- Requirement -
Give the number of lines in the records that include the word "Option", and nothing besides.

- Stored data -
//! Media handle capability consumed by the playback coordinator.

use crate::error::{MediaError, PlayError};
use std::future::Future;
use std::pin::Pin;
use std::time::Duration;

/// Pending result of [`MediaHandle::play`].
///
/// The coordinator polls it once per frame; dropping it abandons the request.
pub type PlayRequest = Pin<Box<dyn Future<Output = Result<(), PlayError>>>>;

/// Control surface of one item's media element.
pub trait MediaHandle {
    /// Starts playback. May resolve later and may be rejected by autoplay
    /// policy.
    fn play(&mut self) -> PlayRequest;

    /// Pauses playback. Best effort.
    fn pause(&mut self) -> Result<(), MediaError>;

    /// Applies the mute flag. Best effort.
    fn set_muted(&mut self, muted: bool) -> Result<(), MediaError>;

    /// Current playback position.
    fn position(&self) -> Duration;

    /// Total duration, if known yet.
    fn duration(&self) -> Option<Duration>;
}

/// Resolves immediately with `result`. Handy for handles whose play request
/// is synchronous.
pub fn ready_play(result: Result<(), PlayError>) -> PlayRequest {
    Box::pin(std::future::ready(result))
}

/// Fraction of `duration` covered by `position`, clamped to `[0, 1]`.
pub fn progress_fraction(position: Duration, duration: Option<Duration>) -> Option<f32> {
    let duration = duration?;
    if duration.is_zero() {
        return None;
    }
    Some((position.as_secs_f32() / duration.as_secs_f32()).clamp(0.0, 1.0))
}
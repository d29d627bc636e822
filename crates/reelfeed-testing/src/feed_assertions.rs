//! Assertion helpers for feed tests.

use reelfeed_core::{FeedController, FeedEvent, FrameClock, PlaybackState};

/// Assert that a value is within an expected range.
pub fn assert_approx_eq(actual: f32, expected: f32, tolerance: f32, msg: &str) {
    let diff = (actual - expected).abs();
    assert!(
        diff <= tolerance,
        "{}: expected {} (±{}), got {} (diff: {})",
        msg,
        expected,
        tolerance,
        actual,
        diff
    );
}

/// Assert that a collection has an expected count.
pub fn assert_count<T>(items: &[T], expected: usize, msg: &str) {
    assert_eq!(
        items.len(),
        expected,
        "{}: expected {} items, got {}",
        msg,
        expected,
        items.len()
    );
}

/// Assert that no more than one item is in the `Playing` state.
pub fn assert_single_playing<C: FrameClock>(controller: &FeedController<C>, msg: &str) {
    let playing = controller.playing_count();
    assert!(
        playing <= 1,
        "{}: {} items playing at once",
        msg,
        playing
    );
}

/// Assert that exactly `index` is playing.
pub fn assert_playing<C: FrameClock>(controller: &FeedController<C>, index: usize, msg: &str) {
    assert_eq!(
        controller.playback_state(index),
        Some(PlaybackState::Playing),
        "{}: item {} not playing",
        msg,
        index
    );
    assert_single_playing(controller, msg);
}

/// Assert that nothing is playing.
pub fn assert_none_playing<C: FrameClock>(controller: &FeedController<C>, msg: &str) {
    assert_eq!(
        controller.playing_count(),
        0,
        "{}: expected no playback",
        msg
    );
}

/// Assert that `events` contains `expected`.
pub fn assert_emitted(events: &[FeedEvent], expected: &FeedEvent, msg: &str) {
    assert!(
        events.contains(expected),
        "{}: {:?} not found in {:?}",
        msg,
        expected,
        events
    );
}

/// Assert that `events` has no event matching `pred`.
pub fn assert_not_emitted(events: &[FeedEvent], pred: impl Fn(&FeedEvent) -> bool, msg: &str) {
    assert!(
        !events.iter().any(pred),
        "{}: unexpected event in {:?}",
        msg,
        events
    );
}

/// Counts the events matching `pred`.
pub fn count_events(events: &[FeedEvent], pred: impl Fn(&FeedEvent) -> bool) -> usize {
    events.iter().filter(|event| pred(event)).count()
}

- Result for this task -
2